How much change is enough? Evidence from a longitudinal study on depression in UK primary care.
The Patient Health Questionnaire (PHQ9), the Beck Depression Inventory (BDI-II), and the Generalised Anxiety Disorder Assessment (GAD-7) are widely used in the evaluation of interventions for depression and anxiety. The smallest reduction in depressive symptoms that matters to patients is known as the Minimum Clinically Important Difference (MCID). Little empirical study of the MCID for these scales exists.
A prospective cohort of 400 patients in UK primary care were interviewed on four occasions, two weeks apart. At each time point, participants completed all three questionnaires and a ‘global rating of change’ scale (GRS). MCID estimation relied on the reduction in scores among those reporting improvement on the GRS scale, stratified by three categories of baseline severity assessed on the Clinical Interview Schedule (CIS-R).

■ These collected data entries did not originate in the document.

use serde::{Deserialize, Serialize};

/// An image stored on the asset host.
#[derive(Debug, Clone, PartialEq, Eq, Serialize, Deserialize)]
#[serde(rename_all = "camelCase")]
pub struct Asset {
    pub public_id: String,
    pub url: String,
}

/// Full user row. Never serialized directly: see [`UserProfile`].
#[derive(Debug, Clone)]
pub struct User {
    pub id: String,
    pub sub: Option<String>,
    pub username: String,
    pub email: String,
    pub password_hash: Option<String>,
    pub avatar_public_id: Option<String>,
    pub avatar_url: Option<String>,
    pub is_admin: bool,
    pub is_google_id: bool,
    pub refresh_token: Option<String>,
    pub created_at: String,
    pub updated_at: String,
}

impl User {
    pub fn profile(&self) -> UserProfile {
        UserProfile {
            id: self.id.clone(),
            username: self.username.clone(),
            email: self.email.clone(),
            avatar: self.avatar_url.clone(),
            is_admin: self.is_admin,
            is_google_id: self.is_google_id,
        }
    }
}

/// How a new account proves who it is. Exactly one applies per account.
#[derive(Debug, Clone)]
pub enum Credentials {
    /// Local account, bcrypt hash of the password.
    Password(String),
    /// Account backed by an external identity provider.
    Google { subject: String },
}

#[derive(Debug, Clone)]
pub struct NewUser {
    pub username: String,
    pub email: String,
    pub avatar_url: Option<String>,
    pub credentials: Credentials,
}

/// User as returned to the client after sign-in or refresh.
#[derive(Debug, Clone, PartialEq, Serialize)]
#[serde(rename_all = "camelCase")]
pub struct UserProfile {
    pub id: String,
    pub username: String,
    pub email: String,
    pub avatar: Option<String>,
    pub is_admin: bool,
    pub is_google_id: bool,
}

/// Row of the admin user listing.
#[derive(Debug, Clone, Serialize)]
#[serde(rename_all = "camelCase")]
pub struct UserSummary {
    pub id: String,
    pub username: String,
    pub email: String,
    pub avatar: Option<String>,
    pub is_admin: bool,
    pub is_google_id: bool,
    pub created_at: String,
}

#[derive(Debug, Clone)]
pub struct Post {
    pub id: String,
    pub title: String,
    pub category: String,
    pub content: String,
    pub image: Asset,
    pub created_at: String,
    pub updated_at: String,
}

/// Single post view with its full body.
#[derive(Debug, Clone, Serialize)]
#[serde(rename_all = "camelCase")]
pub struct PostDetail {
    pub id: String,
    pub title: String,
    pub category: String,
    pub content: String,
    pub image: String,
    pub updated_at: String,
}

impl From<Post> for PostDetail {
    fn from(post: Post) -> Self {
        Self {
            id: post.id,
            title: post.title,
            category: post.category,
            content: post.content,
            image: post.image.url,
            updated_at: post.updated_at,
        }
    }
}

/// List view of a post; the body is left out.
#[derive(Debug, Clone, Serialize)]
#[serde(rename_all = "camelCase")]
pub struct PostListItem {
    pub id: String,
    pub title: String,
    pub category: String,
    pub image: Asset,
    pub updated_at: String,
}

/// Shape shared by the recent-posts and search results.
#[derive(Debug, Clone, Serialize)]
pub struct PostCard {
    pub id: String,
    pub title: String,
    pub content: String,
    pub category: String,
    pub image: String,
}

#[derive(Debug, Clone)]
pub struct Comment {
    pub id: String,
    pub comment: String,
    pub user_id: String,
    pub post_id: String,
    pub created_at: String,
    pub updated_at: String,
}

/// Entry of the global comment listing, likes reduced to a count.
#[derive(Debug, Clone, Serialize)]
#[serde(rename_all = "camelCase")]
pub struct CommentListItem {
    pub id: String,
    pub comment: String,
    pub commented_by: String,
    pub commented_on: String,
    pub updated_at: String,
    pub likes: i64,
}

#[derive(Debug, Clone, PartialEq, Serialize)]
pub struct CommentAuthor {
    pub username: String,
    pub avatar: Option<String>,
}

/// Comment under a post, with fields relative to the viewer.
#[derive(Debug, Clone, Serialize)]
#[serde(rename_all = "camelCase")]
pub struct PostComment {
    pub id: String,
    pub comment: String,
    pub created_at: String,
    pub commented_by: CommentAuthor,
    pub is_commentator: bool,
    pub total_likes: i64,
    pub has_liked: bool,
}

/// Result of a like toggle.
#[derive(Debug, Clone, Copy, PartialEq, Eq, Serialize)]
#[serde(rename_all = "camelCase")]
pub struct LikeState {
    pub has_liked: bool,
    pub total_likes: i64,
}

For moderate baseline severity, those who reported improvement on the GRS had a change of 21% (95% confidence interval (CI) -26.7, -14.9) on the PHQ9; 23% (95% CI -27.8, -18.0) on the BDI-II and 26.8% (95% CI -33.5, -20.1) on the GAD-7. The corresponding threshold scores below which participants were more likely to report improvement were -1.7, -3.5 and -1.5 points on the PHQ9, BDI-II and GAD-7, respectively. Patients with milder symptoms at baseline require a much larger drop in their scores as percentage of their baseline to perceive any benefit.
An MCID representing 20% reduction of their baseline scores is a useful rough guide for any of these scales. Treatment benefits smaller than this are unlikely to be noticed by patients at low baseline severity.